One of my next jobs is to take all the slabs out along the path to the tap and make sure that this bed is square.  It is really irritating that, when planting rows of vegetables there is a triangle of soil that is useless to plant in effectively and  is left to the weeds.  I just need to straighten up this bed and then I will move the path over a little.  This old path was laid on top soil so I am going to take a spit out where the path is going to go and replace it with stones removed from the Council soil.  Both Don and Tony, who got the Council soil too, have been removing stones avidly and leaving them by my allotment.   I will have plenty especially as I am going to bury the old greenhouse concrete foundations too.   I will use the topsoil to raise where the greenhouse used to be because it is a little low.  I might put slabs along the other side of the path too because this soil is getting high and falling onto the path in places.  It will get even worse when I take out the apple mint and the raspberries.

I have got to find somewhere good for the apple mint.  I planted it here because, when I walk up to the tap, I crush some of the mint leaves and it smells really good.

Aromatherapy  - gardeners had this a long time before it got fashionable.

Which brings me back to raised beds - as opposed to raised allotments.  Is this just a fashion too or is there some good horticultural reason for using them.  There are too many paths for me to be doing with.  If I am paying for the ground I want the maximum to be for growing.  I have three paths.  One to the tap and used to be to the greenhouse before I took it down.  Another is to the new shed.  The third is to two big water buts and along the raspberry row.

So why raised beds?  Has anyone done any comparison of yeild from raised verses ground level gardening?  Is there a relationship between the hight off the ground and the yeild you get from the raised bed?  Should we be building 8ft, 12ft or higher beds?  Should we be putting vegetables into a large wooden box and raise it up into the air with a tower crane?  Should we be suspending raised bed boxes from hot air balloons.  Maybe the best effects would be on the Space Station… What do I know?  I’m just a simple allotment gardener.  Keep talking bull shit - it is good for the allotment, Tone.

I woudl suggest, and I only have anecdotal evidence for ths, that gardeners that go to all the trouble of making wooden skirts for their beds are also those that have a lot of time on their hands and spend it carefully cultivating their works of art.   If you are going to all the trouble of making easy access beds then you are going to make sure that you easily access them as often as you possibly can.  This is what produces large yeilds of beautiful vegetables.

In my opinion yeild is all down to the enthusiasm of the gardener.  Those that put the hard work in will reap the rewards of a good harvest.

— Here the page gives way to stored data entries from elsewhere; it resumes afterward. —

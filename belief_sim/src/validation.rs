//! Ground-truth validation of an ensemble's belief.
//!
//! Implements the checks the scenario runner applies after every action:
//! - **Brier score**: mean squared error of `probability(cell)` against true occupancy
//! - **Invariants**: weight normalization, bounded size, field mass, particle
//!   count agreement, and zero belief where the board rules particles out

use belief_core::{Coord, Ensemble};

use crate::board::Board;

/// Tolerance for floating sums that should equal exactly one.
const MASS_TOLERANCE: f64 = 1e-9;

/// Belief allowed on a cell the board rules out.
const RULED_OUT_TOLERANCE: f64 = 1e-12;

/// Mean `(p - occupied)^2` over every cell that is not a rock.
///
/// Returns 0 for a board made only of rocks.
pub fn brier_score(board: &Board, ensemble: &Ensemble) -> f64 {
    let cells: Vec<Coord> = board.shape().cells().filter(|c| !board.is_rock(*c)).collect();
    if cells.is_empty() {
        return 0.0;
    }

    let total: f64 = cells
        .iter()
        .map(|cell| {
            let truth = if board.is_particle(*cell) { 1.0 } else { 0.0 };
            (ensemble.probability(*cell) - truth).powi(2)
        })
        .sum();
    total / cells.len() as f64
}

/// Verifies that `ensemble` is a well-formed belief consistent with `board`.
///
/// Returns a description of the first violation found.
pub fn check_invariants(board: &Board, ensemble: &Ensemble) -> Result<(), String> {
    if ensemble.is_empty() {
        return Err("ensemble has no hypotheses".to_string());
    }

    let limit = ensemble.config().max_hypotheses;
    if ensemble.len() > limit {
        return Err(format!("{} hypotheses exceed the limit of {}", ensemble.len(), limit));
    }

    let total = ensemble.total_weight();
    if (total - 1.0).abs() > MASS_TOLERANCE {
        return Err(format!("hypothesis weights sum to {:.12}", total));
    }

    let particles = board.particle_count();
    for (index, hypothesis) in ensemble.hypotheses().iter().enumerate() {
        if hypothesis.field_count() != particles {
            return Err(format!(
                "hypothesis {} tracks {} particles, board has {}",
                index,
                hypothesis.field_count(),
                particles
            ));
        }
        for field in hypothesis.fields() {
            if (field.total() - 1.0).abs() > MASS_TOLERANCE {
                return Err(format!("hypothesis {} has a field of mass {:.12}", index, field.total()));
            }
        }
    }

    for cell in board.rocks() {
        let p = ensemble.probability(cell);
        if p > RULED_OUT_TOLERANCE {
            return Err(format!("rock {} believed occupied with p={:.6}", cell, p));
        }
    }

    for cell in board.visible_cells() {
        let p = ensemble.probability(cell);
        if board.is_particle(cell) && p <= 0.0 {
            return Err(format!("visible particle at {} has zero belief", cell));
        }
        if !board.is_particle(cell) && p > RULED_OUT_TOLERANCE {
            return Err(format!("empty visible cell {} believed occupied with p={:.6}", cell, p));
        }
    }

    Ok(())
}

#[cfg(test)]
mod tests {
    use super::*;
    use approx::assert_relative_eq;
    use belief_core::GridShape;

    #[test]
    fn test_brier_of_uniform_belief() {
        let shape = GridShape::new(1, 2);
        let mut board = Board::new(shape);
        board.toggle_particle(Coord::new(0, 0)).unwrap();

        let mut ensemble = Ensemble::new(shape);
        ensemble
            .new_particle_within(&[Coord::new(0, 0), Coord::new(0, 1)])
            .unwrap();

        // (0.5 - 1)^2 and (0.5 - 0)^2, averaged.
        assert_relative_eq!(brier_score(&board, &ensemble), 0.25);
        assert!(check_invariants(&board, &ensemble).is_ok());
    }

    #[test]
    fn test_brier_skips_rocks() {
        let shape = GridShape::new(1, 2);
        let mut board = Board::new(shape);
        board.toggle_rock(Coord::new(0, 1)).unwrap();
        let ensemble = Ensemble::new(shape);

        assert_eq!(brier_score(&board, &ensemble), 0.0);
    }

    #[test]
    fn test_particle_count_mismatch_is_reported() {
        let shape = GridShape::new(1, 2);
        let mut board = Board::new(shape);
        board.toggle_particle(Coord::new(0, 0)).unwrap();
        let ensemble = Ensemble::new(shape);

        let failure = check_invariants(&board, &ensemble).unwrap_err();
        assert!(failure.contains("tracks 0 particles"));
    }

    #[test]
    fn test_belief_on_empty_visible_cell_is_reported() {
        let shape = GridShape::new(1, 2);
        let mut board = Board::new(shape);
        board.toggle_particle(Coord::new(0, 0)).unwrap();
        board.toggle_visible(Coord::new(0, 1)).unwrap();

        let mut ensemble = Ensemble::new(shape);
        ensemble
            .new_particle_within(&[Coord::new(0, 0), Coord::new(0, 1)])
            .unwrap();

        let failure = check_invariants(&board, &ensemble).unwrap_err();
        assert!(failure.contains("empty visible cell"));
    }
}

And this will be regarless of elevation.

Which brings me to Roundup…

New allotmenteers are sometimes discouraged because their allotments are covered in brambles, nettles and couch grass.

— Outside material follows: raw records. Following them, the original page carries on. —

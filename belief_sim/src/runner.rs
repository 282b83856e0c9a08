//! Scenario runner - executes tracking scenarios against ground truth.

use tracing::{debug, info, warn};

use crate::error::SimError;
use crate::exporter::{SimExport, SimFrame};
use crate::scenarios::{Action, ScenarioId, ScenarioPlan};
use crate::session::{SimConfig, Session};
use crate::validation::{brier_score, check_invariants};

/// Results from running a scenario.
#[derive(Debug, Clone)]
pub struct ScenarioResult {
    /// Scenario or world that was run
    pub scenario: String,

    /// Seed used
    pub seed: u64,

    /// Whether scenario passed all assertions
    pub passed: bool,

    /// Actions and time steps executed
    pub total_steps: usize,

    /// Brier score of the final belief
    pub brier_score: Option<f64>,

    /// Failure message if any
    pub failure_reason: Option<String>,

    /// Metrics collected during run
    pub metrics: ScenarioMetrics,
}

/// Metrics collected during scenario execution.
#[derive(Debug, Clone, Default)]
pub struct ScenarioMetrics {
    /// Largest ensemble seen after any action
    pub peak_hypotheses: usize,

    /// Hypotheses at the end of the run
    pub final_hypotheses: usize,

    /// Mean Brier score over every checked frame
    pub mean_brier: f64,

    /// Expected particle count of the final belief
    pub expected_particles: f64,

    /// Ground truth particle count at the end
    pub true_particles: usize,
}

/// Runs tracking scenarios.
pub struct ScenarioRunner {
    config: SimConfig,
}

impl ScenarioRunner {
    /// Creates a new scenario runner.
    pub fn new(config: SimConfig) -> Self {
        Self { config }
    }

    /// Sets the number of random steps for open-ended scenarios.
    pub fn with_steps(mut self, steps: usize) -> Self {
        self.config.steps = steps;
        self
    }

    pub fn config(&self) -> &SimConfig {
        &self.config
    }

    /// Runs a scenario and returns the result.
    pub fn run(&self, scenario: ScenarioId) -> ScenarioResult {
        info!("Starting scenario: {} (seed={})", scenario.name(), self.config.seed);
        debug!("  {}", scenario.description());
        self.run_plan(scenario.name(), &scenario.plan(self.config.steps), None)
    }

    /// Runs a scenario, recording one frame per action into an export.
    pub fn run_with_export(&self, scenario: ScenarioId) -> (ScenarioResult, SimExport) {
        let mut export = SimExport::new(scenario.name(), self.config.seed);
        let result = self.run_plan(scenario.name(), &scenario.plan(self.config.steps), Some(&mut export));
        (result, export)
    }

    /// Runs an arbitrary plan, e.g. one built from a loaded world.
    pub fn run_plan(
        &self,
        name: &str,
        plan: &ScenarioPlan,
        mut export: Option<&mut SimExport>,
    ) -> ScenarioResult {
        let mut result = ScenarioResult {
            scenario: name.to_string(),
            seed: self.config.seed,
            passed: false,
            total_steps: 0,
            brier_score: None,
            failure_reason: None,
            metrics: ScenarioMetrics::default(),
        };

        let mut session = match Session::from_layout(&plan.layout, self.config.clone()) {
            Ok(session) => session,
            Err(e) => {
                result.failure_reason = Some(format!("setup failed: {}", e));
                return result;
            }
        };

        let script = plan
            .actions
            .iter()
            .copied()
            .chain(std::iter::repeat(Action::Step).take(plan.random_steps));

        let mut brier_sum = 0.0;
        let mut frames = 0usize;
        let mut failure = self.check(&session, "setup", &mut result.metrics, &mut brier_sum, &mut frames);
        if let Some(export) = export.as_deref_mut() {
            export.add_frame(SimFrame::capture(0, "setup", session.board(), session.ensemble()));
        }

        for (index, action) in script.enumerate() {
            if failure.is_some() {
                break;
            }
            let label = action.to_string();
            if let Err(e) = apply(&mut session, action) {
                failure = Some(format!("{} failed: {}", label, e));
                break;
            }
            result.total_steps += 1;

            failure = self.check(&session, &label, &mut result.metrics, &mut brier_sum, &mut frames);
            if let Some(export) = export.as_deref_mut() {
                export.add_frame(SimFrame::capture(index + 1, &label, session.board(), session.ensemble()));
            }
        }

        let final_brier = brier_score(session.board(), session.ensemble());
        let ensemble = session.ensemble();
        result.metrics.final_hypotheses = ensemble.len();
        result.metrics.expected_particles = ensemble.metrics().expected_particles;
        result.metrics.true_particles = session.board().particle_count();
        result.metrics.mean_brier = if frames > 0 { brier_sum / frames as f64 } else { 0.0 };
        result.brier_score = Some(final_brier);

        if failure.is_none() {
            if let Some(limit) = plan.max_brier {
                if final_brier > limit {
                    failure = Some(format!("Brier score {:.6} exceeds {:.6}", final_brier, limit));
                }
            }
        }

        result.passed = failure.is_none();
        if let Some(reason) = &failure {
            warn!("Scenario {} failed: {}", name, reason);
        }
        result.failure_reason = failure;

        if let Some(export) = export {
            export.finalize(result.passed, result.brier_score);
        }
        result
    }

    /// Validates the session after an action and folds it into the metrics.
    fn check(
        &self,
        session: &Session,
        label: &str,
        metrics: &mut ScenarioMetrics,
        brier_sum: &mut f64,
        frames: &mut usize,
    ) -> Option<String> {
        let ensemble = session.ensemble();
        metrics.peak_hypotheses = metrics.peak_hypotheses.max(ensemble.len());

        let brier = brier_score(session.board(), ensemble);
        *brier_sum += brier;
        *frames += 1;

        debug!(
            action = label,
            hypotheses = ensemble.len(),
            brier,
            "  checked"
        );

        check_invariants(session.board(), ensemble)
            .err()
            .map(|violation| format!("after {}: {}", label, violation))
    }
}

fn apply(session: &mut Session, action: Action) -> Result<(), SimError> {
    match action {
        Action::ToggleParticle(cell) => session.toggle_particle(cell),
        Action::ToggleRock(cell) => session.toggle_rock(cell),
        Action::ToggleVisible(cell) => session.toggle_visible(cell),
        Action::Step => session.step_forward().map(|_| ()),
    }
}

#[cfg(test)]
mod tests {
    use super::*;
    use crate::layout::WorldLayout;
    use approx::assert_relative_eq;
    use belief_core::{Coord, GridShape};
    use proptest::prelude::*;

    #[test]
    fn test_scripted_scenarios_pass_exactly() {
        let runner = ScenarioRunner::new(SimConfig::default());
        for scenario in [ScenarioId::Confirmation, ScenarioId::Absence] {
            let result = runner.run(scenario);
            assert!(result.passed, "{}: {:?}", scenario, result.failure_reason);
            assert_relative_eq!(result.brier_score.unwrap(), 0.0, epsilon = 1e-12);
        }
    }

    #[test]
    fn test_deletion_scenario() {
        let result = ScenarioRunner::new(SimConfig::default()).run(ScenarioId::Deletion);
        assert!(result.passed, "{:?}", result.failure_reason);
        assert_eq!(result.metrics.true_particles, 1);
        assert_relative_eq!(result.metrics.expected_particles, 1.0, epsilon = 1e-12);
        assert_relative_eq!(result.brier_score.unwrap(), 1.0 / 6.0, epsilon = 1e-9);
    }

    #[test]
    fn test_all_scenarios_pass() {
        let runner = ScenarioRunner::new(SimConfig::default()).with_steps(10);
        for scenario in ScenarioId::all() {
            let result = runner.run(scenario);
            assert!(result.passed, "{}: {:?}", scenario, result.failure_reason);
            assert!(result.metrics.peak_hypotheses <= runner.config().max_hypotheses);
        }
    }

    #[test]
    fn test_runs_are_deterministic() {
        let runner = ScenarioRunner::new(SimConfig { seed: 5, ..SimConfig::default() });
        let a = runner.run(ScenarioId::RandomWalk);
        let b = runner.run(ScenarioId::RandomWalk);
        assert_eq!(a.brier_score, b.brier_score);
        assert_eq!(a.metrics.final_hypotheses, b.metrics.final_hypotheses);
    }

    #[test]
    fn test_export_has_frame_per_action() {
        let runner = ScenarioRunner::new(SimConfig::default()).with_steps(4);
        let (result, export) = runner.run_with_export(ScenarioId::RandomWalk);

        assert!(result.passed);
        assert_eq!(export.frames.len(), 1 + result.total_steps);
        assert_eq!(export.frames[0].action, "setup");
        assert_eq!(export.frames[1].action, "step");
        assert!(export.passed);
    }

    #[test]
    fn test_rejected_action_fails_run() {
        let layout = WorldLayout::empty("tiny", GridShape::new(1, 2));
        let plan = ScenarioPlan {
            layout,
            actions: vec![
                Action::ToggleParticle(Coord::new(0, 0)),
                Action::ToggleRock(Coord::new(0, 0)),
            ],
            random_steps: 3,
            max_brier: None,
        };

        let result = ScenarioRunner::new(SimConfig::default()).run_plan("tiny", &plan, None);
        assert!(!result.passed);
        assert_eq!(result.total_steps, 1);
        assert!(result.failure_reason.unwrap().contains("toggle rock"));
    }

    #[test]
    fn test_bundled_worlds_hold_invariants() {
        let raw = include_str!("../../worlds/worlds.json");
        let runner = ScenarioRunner::new(SimConfig::default()).with_steps(10);
        for name in WorldLayout::world_names(raw).unwrap() {
            let layout = WorldLayout::from_json(raw, &name).unwrap();
            let plan = ScenarioPlan::from_layout(layout, runner.config().steps);
            let result = runner.run_plan(&name, &plan, None);
            assert!(result.passed, "{}: {:?}", name, result.failure_reason);
            assert_eq!(result.total_steps, 10);
        }
    }

    proptest! {
        #![proptest_config(ProptestConfig::with_cases(16))]

        #[test]
        fn prop_random_walk_holds_invariants_for_any_seed(seed in any::<u64>()) {
            let runner = ScenarioRunner::new(SimConfig { seed, ..SimConfig::default() }).with_steps(8);
            for scenario in [ScenarioId::RandomWalk, ScenarioId::ObstacleCourse] {
                let result = runner.run(scenario);
                prop_assert!(result.passed, "{}: {:?}", scenario, result.failure_reason);
            }
        }
    }
}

There seems to be three camps for allotment clearing.

  •  Spray, slash and burn
  • Cover with black plastic and wait for a couple of years.
  • Do a bit of gardening and dig the weeds out.  It is harder work but far more satisfying.

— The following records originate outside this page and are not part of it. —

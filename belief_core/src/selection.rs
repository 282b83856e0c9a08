//! Enumeration of the field subsets that can explain a count observation.
//!
//! Given the probability `p_i` that each field sits on the observed cell, a
//! selection is a set of exactly `count` field indices that
//! - contains every certain field (`p_i >= 1`), and
//! - contains only positive fields (`p_i > 0`).
//!
//! Its likelihood is `Π (selected ? p_i : 1 - p_i)` over all fields.
//! Selections are built by backtracking: a branch is cut as soon as it can no
//! longer reach `count` members, or its partial likelihood underflows to zero.

/// One admissible assignment of observed particles to fields.
#[derive(Debug, Clone, PartialEq)]
pub struct Selection {
    /// Selected field indices, ascending
    pub members: Vec<usize>,

    /// Probability that exactly these fields are the observed particles
    pub likelihood: f64,
}

impl Selection {
    pub fn contains(&self, index: usize) -> bool {
        self.members.binary_search(&index).is_ok()
    }
}

/// Lists every admissible selection of `count` fields, in lexicographic order
/// of their members.
pub fn admissible_selections(probabilities: &[f64], count: usize) -> Vec<Selection> {
    let mut search = Search {
        probabilities,
        count,
        positives_after: positive_suffix_counts(probabilities),
        chosen: Vec::with_capacity(count),
        out: Vec::new(),
    };
    search.extend(0, 1.0);
    search.out
}

/// `positives_after[i]` is the number of positive fields at index `i` or later.
fn positive_suffix_counts(probabilities: &[f64]) -> Vec<usize> {
    let mut counts = vec![0; probabilities.len() + 1];
    for (i, p) in probabilities.iter().enumerate().rev() {
        counts[i] = counts[i + 1] + usize::from(*p > 0.0);
    }
    counts
}

struct Search<'a> {
    probabilities: &'a [f64],
    count: usize,
    positives_after: Vec<usize>,
    chosen: Vec<usize>,
    out: Vec<Selection>,
}

impl Search<'_> {
    fn extend(&mut self, index: usize, likelihood: f64) {
        let open = self.count - self.chosen.len();
        if self.positives_after[index] < open {
            return;
        }
        if index == self.probabilities.len() {
            self.out.push(Selection {
                members: self.chosen.clone(),
                likelihood,
            });
            return;
        }

        let p = self.probabilities[index];

        if p > 0.0 && open > 0 {
            let next = likelihood * p;
            if next != 0.0 {
                self.chosen.push(index);
                self.extend(index + 1, next);
                self.chosen.pop();
            }
        }

        // A certain field can never be left out.
        if p < 1.0 {
            let next = likelihood * (1.0 - p);
            if next != 0.0 {
                self.extend(index + 1, next);
            }
        }
    }
}

#[cfg(test)]
mod tests {
    use super::*;
    use approx::assert_relative_eq;

    fn members(selections: &[Selection]) -> Vec<Vec<usize>> {
        selections.iter().map(|s| s.members.clone()).collect()
    }

    #[test]
    fn test_single_field_observed() {
        let selections = admissible_selections(&[0.5], 1);
        assert_eq!(members(&selections), vec![vec![0]]);
        assert_relative_eq!(selections[0].likelihood, 0.5);
    }

    #[test]
    fn test_absence_selects_nothing() {
        let selections = admissible_selections(&[0.5, 0.2], 0);
        assert_eq!(members(&selections), vec![Vec::<usize>::new()]);
        assert_relative_eq!(selections[0].likelihood, 0.5 * 0.8);
    }

    #[test]
    fn test_zero_fields_are_never_selected() {
        let selections = admissible_selections(&[0.0, 0.4, 0.6], 1);
        assert_eq!(members(&selections), vec![vec![1], vec![2]]);
        assert_relative_eq!(selections[0].likelihood, 0.4 * 0.4);
        assert_relative_eq!(selections[1].likelihood, 0.6 * 0.6);
    }

    #[test]
    fn test_certain_fields_are_always_selected() {
        let selections = admissible_selections(&[1.0, 0.5, 0.5], 2);
        assert_eq!(members(&selections), vec![vec![0, 1], vec![0, 2]]);
        assert!(selections.iter().all(|s| s.contains(0)));
    }

    #[test]
    fn test_too_few_certain_slots() {
        // Two certain fields cannot explain a single observed particle.
        assert!(admissible_selections(&[1.0, 1.0], 1).is_empty());
    }

    #[test]
    fn test_count_exceeds_positive_fields() {
        assert!(admissible_selections(&[0.5, 0.0], 2).is_empty());
        assert!(admissible_selections(&[], 1).is_empty());
    }

    #[test]
    fn test_all_pairs_of_four() {
        let selections = admissible_selections(&[0.5; 4], 2);
        assert_eq!(selections.len(), 6);
        for s in &selections {
            assert_relative_eq!(s.likelihood, 0.0625);
        }
        assert_eq!(selections[0].members, vec![0, 1]);
        assert_eq!(selections[5].members, vec![2, 3]);
    }

    #[test]
    fn test_underflow_is_pruned() {
        let tiny = [1e-200, 1e-200, 1e-200];
        assert!(admissible_selections(&tiny, 3).is_empty());
    }

    #[test]
    fn test_likelihoods_sum_over_counts() {
        // Σ over every count of every selection is the total probability, 1.
        let probs = [0.3, 0.6, 0.9, 0.1];
        let total: f64 = (0..=probs.len())
            .flat_map(|n| admissible_selections(&probs, n))
            .map(|s| s.likelihood)
            .sum();
        assert_relative_eq!(total, 1.0, epsilon = 1e-12);
    }
}
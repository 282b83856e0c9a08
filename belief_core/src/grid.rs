//! Grid geometry shared by every belief structure.
//!
//! - [`Coord`]: immutable (row, column) key for a grid cell
//! - [`GridShape`]: explicit height/width context threaded through constructors
//! - [`Topology`]: the movement contract consumed from the grid world model

use serde::{Deserialize, Serialize};
use std::fmt;

use crate::error::BeliefError;

// ============================================================================
// COORDINATE
// ============================================================================

/// A single grid cell addressed by row and column.
#[derive(Debug, Clone, Copy, PartialEq, Eq, PartialOrd, Ord, Hash, Serialize, Deserialize)]
pub struct Coord {
    pub row: usize,
    pub col: usize,
}

impl Coord {
    pub const fn new(row: usize, col: usize) -> Self {
        Self { row, col }
    }

    /// The four cardinal neighbours in the order right, left, down, up.
    ///
    /// Cells that would leave the non-negative quadrant are omitted; the upper
    /// bounds are checked by the caller.
    pub fn cardinal(self) -> impl Iterator<Item = Coord> {
        let Coord { row, col } = self;
        [
            Some(Coord::new(row, col + 1)),
            col.checked_sub(1).map(|c| Coord::new(row, c)),
            Some(Coord::new(row + 1, col)),
            row.checked_sub(1).map(|r| Coord::new(r, col)),
        ]
        .into_iter()
        .flatten()
    }
}

impl From<(usize, usize)> for Coord {
    fn from((row, col): (usize, usize)) -> Self {
        Self::new(row, col)
    }
}

impl fmt::Display for Coord {
    fn fmt(&self, f: &mut fmt::Formatter<'_>) -> fmt::Result {
        write!(f, "({}, {})", self.row, self.col)
    }
}

// ============================================================================
// GRID SHAPE
// ============================================================================

/// Dimensions of the grid a belief structure lives on.
#[derive(Debug, Clone, Copy, PartialEq, Eq, Hash, Serialize, Deserialize)]
pub struct GridShape {
    pub height: usize,
    pub width: usize,
}

impl GridShape {
    pub const fn new(height: usize, width: usize) -> Self {
        Self { height, width }
    }

    /// Number of cells on the grid.
    pub fn len(&self) -> usize {
        self.height * self.width
    }

    pub fn is_empty(&self) -> bool {
        self.len() == 0
    }

    pub fn contains(&self, cell: Coord) -> bool {
        cell.row < self.height && cell.col < self.width
    }

    /// Enumerates every cell in row-major order.
    pub fn cells(&self) -> impl Iterator<Item = Coord> {
        let width = self.width;
        (0..self.height).flat_map(move |row| (0..width).map(move |col| Coord::new(row, col)))
    }

    /// Returns `cell` unchanged if it lies on the grid.
    pub fn check(&self, cell: Coord) -> Result<Coord, BeliefError> {
        if self.contains(cell) {
            Ok(cell)
        } else {
            Err(BeliefError::OutOfBounds {
                cell,
                height: self.height,
                width: self.width,
            })
        }
    }
}

// ============================================================================
// TOPOLOGY
// ============================================================================

/// Movement contract of the grid world model.
///
/// `neighbors` returns the cells a particle may legally step into from `cell`;
/// out-of-bounds and blocked cells are excluded.
pub trait Topology {
    fn neighbors(&self, cell: Coord) -> Vec<Coord>;
}

/// An obstacle-free grid: every in-bounds cardinal neighbour is reachable.
impl Topology for GridShape {
    fn neighbors(&self, cell: Coord) -> Vec<Coord> {
        cell.cardinal().filter(|n| self.contains(*n)).collect()
    }
}

#[cfg(test)]
mod tests {
    use super::*;

    #[test]
    fn test_cells_row_major() {
        let shape = GridShape::new(2, 3);
        let cells: Vec<Coord> = shape.cells().collect();

        assert_eq!(cells.len(), 6);
        assert_eq!(cells[0], Coord::new(0, 0));
        assert_eq!(cells[2], Coord::new(0, 2));
        assert_eq!(cells[3], Coord::new(1, 0));
    }

    #[test]
    fn test_open_grid_neighbors() {
        let shape = GridShape::new(3, 3);

        assert_eq!(shape.neighbors(Coord::new(1, 1)).len(), 4);
        assert_eq!(
            shape.neighbors(Coord::new(0, 0)),
            vec![Coord::new(0, 1), Coord::new(1, 0)]
        );
        assert_eq!(shape.neighbors(Coord::new(2, 2)).len(), 2);
    }

    #[test]
    fn test_check_rejects_outside() {
        let shape = GridShape::new(1, 2);
        assert!(shape.check(Coord::new(0, 1)).is_ok());
        assert!(matches!(
            shape.check(Coord::new(1, 0)),
            Err(BeliefError::OutOfBounds { .. })
        ));
    }

    #[test]
    fn test_coord_ordering() {
        assert!(Coord::new(0, 5) < Coord::new(1, 0));
        assert_eq!(Coord::from((2, 3)), Coord::new(2, 3));
    }
}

So, what do we have an allotment for?  Do we put in that much work for chemical covered vegetables that we could easily buy down at the nearest supermarket?  Do we go down to the allotment to breath in noxious chemicals that we can easily breath in down by the nearest main road?

I would rather put my hands in good rich soil that is not contaminated by man made chemicals.  I would rather eat vegetables that do not have to grow in contaminated soil.

I am in the hard work camp.  Get your spade and fork out and do some graft.

Now some will moan that they do not have time to dig out all the weeds.  Well if that is so, why are you cultivating an allotment in the first place because it does not get easier.

If you have no time to clear, you have no time to maintain.  They are equally time consuming.  Chemicals will do things sooner but why not cut out the middle man and go direct to the supermarket because you will get the same…

To  all you chemical fiends - not near my allotment please.

Master Composter

January 17th, 2010 by tonythehoe

Snow has all gone  now.  The water hasn’t  though.  Very wet.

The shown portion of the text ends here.